Davis negó con la cabeza.

– Sólo quiero poner en su contexto lo que voy a decir.

– No necesito contexto, Harry.

Él casi se rió.

– Entiende lo que le digo más de lo que quiere reconocer, creo. La cuestión es que soy un hombre normal, y con eso quiero decir que soy un heterosexual con necesidades y deseos afines. Estoy rodeado año tras años de mujeres hermosas, alucinantes, que llevan ropa ajustada y tejanos de cintura baja y escotes vertiginosos y los ombligos al aire. Todos los días, señor Bolitar. Me sonríen. Flirtean conmigo. Y se supone que los profesores tenemos que ser fuertes y resistir día tras otro.

– Déjeme adivinar -dijo Myron-. Usted dejó de resistir.

– No pretendo ganarme su simpatía. Lo que le digo es que la posición en que estamos no es natural. Si ves a una chica de diecisiete años sexy caminando por la calle, la miras. La deseas. Incluso fantaseas.

– Pero -dijo Myron- no haces nada.

– Pero ¿por qué no haces nada? ¿Porque está mal, o porque no puedes? Imagínese ahora que ve a centenares de chicas como ésa todos los días desde hace años. Desde el inicio de los tiempos, el hombre ha luchado por ser poderoso y rico. ¿Por qué? Los antropólogos dirían que lo hacemos para atraer a más y mejores hembras. Es la naturaleza. No mirar, no desear, no sentirse atraído te convertiría en un bicho raro. ¿No cree?

– No tengo tiempo para esto, Harry. Ya sabe que está mal.

– Lo sé -dijo- y durante veinte años he controlado esos impulsos. Me he conformado con mirar, imaginar y fantasear.

– ¿Y después?

– Hace dos años tuve una alumna maravillosa, inteligente y guapa. No era Aimee, no. No le diré su nombre, no tiene por qué saberlo. Se sentaba en primera fila y era como un premio. Me miraba como si yo fuera un dios. Se dejaba los dos primeros botones de la blusa desabrochados…

Davis cerró los ojos.

– Se abandonó a sus necesidades naturales -dijo Myron.
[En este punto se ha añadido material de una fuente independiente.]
//! Interactive TUI interface

pub mod app;
mod rendering;

pub use app::{App, run_tui};
//! The immutable list of candidate words

use super::WORDS;
use super::loader::{load_from_file, words_from_slice};
use crate::core::Word;
use crate::error::{Result, SolverError};
use log::info;
use std::path::Path;

/// An ordered, non-empty list of words
///
/// Loaded once and shared read-only by every solver built on it.
#[derive(Debug, Clone)]
pub struct Lexicon {
    words: Vec<Word>,
}

impl Lexicon {
    /// Wrap a list of words
    ///
    /// # Errors
    /// Returns `EmptyLexicon` if `words` is empty.
    pub fn new(words: Vec<Word>) -> Result<Self> {
        if words.is_empty() {
            return Err(SolverError::EmptyLexicon);
        }
        Ok(Self { words })
    }

    /// The word list compiled into the binary
    ///
    /// # Errors
    /// Returns `EmptyLexicon` if the embedded list was built empty.
    pub fn embedded() -> Result<Self> {
        let lexicon = Self::new(words_from_slice(WORDS))?;
        info!("loaded {} embedded words", lexicon.len());
        Ok(lexicon)
    }

    /// Load a word list file
    ///
    /// # Errors
    /// Returns `Io` if the file cannot be read and `EmptyLexicon` if it has no
    /// valid words.
    pub fn from_file<P: AsRef<Path>>(path: P) -> Result<Self> {
        let lexicon = Self::new(load_from_file(path.as_ref())?)?;
        info!(
            "loaded {} words from {}",
            lexicon.len(),
            path.as_ref().display()
        );
        Ok(lexicon)
    }

    #[inline]
    #[must_use]
    pub fn words(&self) -> &[Word] {
        &self.words
    }

    #[inline]
    #[must_use]
    pub fn len(&self) -> usize {
        self.words.len()
    }

    /// Always false: a lexicon cannot be built empty
    #[inline]
    #[must_use]
    pub fn is_empty(&self) -> bool {
        self.words.is_empty()
    }
}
– No conozco a muchos hombres que se hubieran resistido.

– ¿Y eso qué tiene que ver con Aimee Biel?

– Nada, al menos directamente. Aquella joven y yo tuvimos una aventura. No entraré en detalles.

– Gracias.

– Pero un día sus padres nos descubrieron. Como se puede imaginar, fue un desastre. Estaban como locos. Se lo dijeron a mi esposa. Donna todavía no me ha perdonado del todo, pero acordamos pagar para que callaran. Ellos también deseaban discreción, les preocupaba la reputación de su hija. Así que nos pusimos de acuerdo en no decir nada. Ella fue a la universidad y yo seguí enseñando. Y aprendí la lección.

~¿Y?

– Lo dejé atrás. Pensará que soy un monstruo, pero no lo soy. He tenido tiempo de pensar en ello. Usted cree que sólo intento racionalizar, pero es más que eso. Soy un buen profesor. Me dijo que era impresionante ser Profesor del Año y que yo lo había ganado más veces que ningún otro profesor en la historia del instituto. Y es que los alumnos me preocupan. No es una contradicción tener esas necesidades y preocuparse por los alumnos. Ya sabe lo perceptivos que son los adolescentes. Detectan a un impostor a la legua. Me votan y acuden a mí cuando tienen un problema porque saben que me preocupo sinceramente.

A Myron le entraron ganas de vomitar ante aquellos argumentos, con razón en parte, aunque perversa.

– Así que siguió enseñando -dijo, intentando que volviera al tema-. Lo dejó atrás y…

– Y entonces cometí otro error -dijo. Volvió a sonreír y mostró sangre en los dientes-. No, no es lo que cree. No tuve otra aventura.

– ¿Entonces qué?

– Pillé a un chico vendiendo hierba. Y lo denuncié al director y a la policía.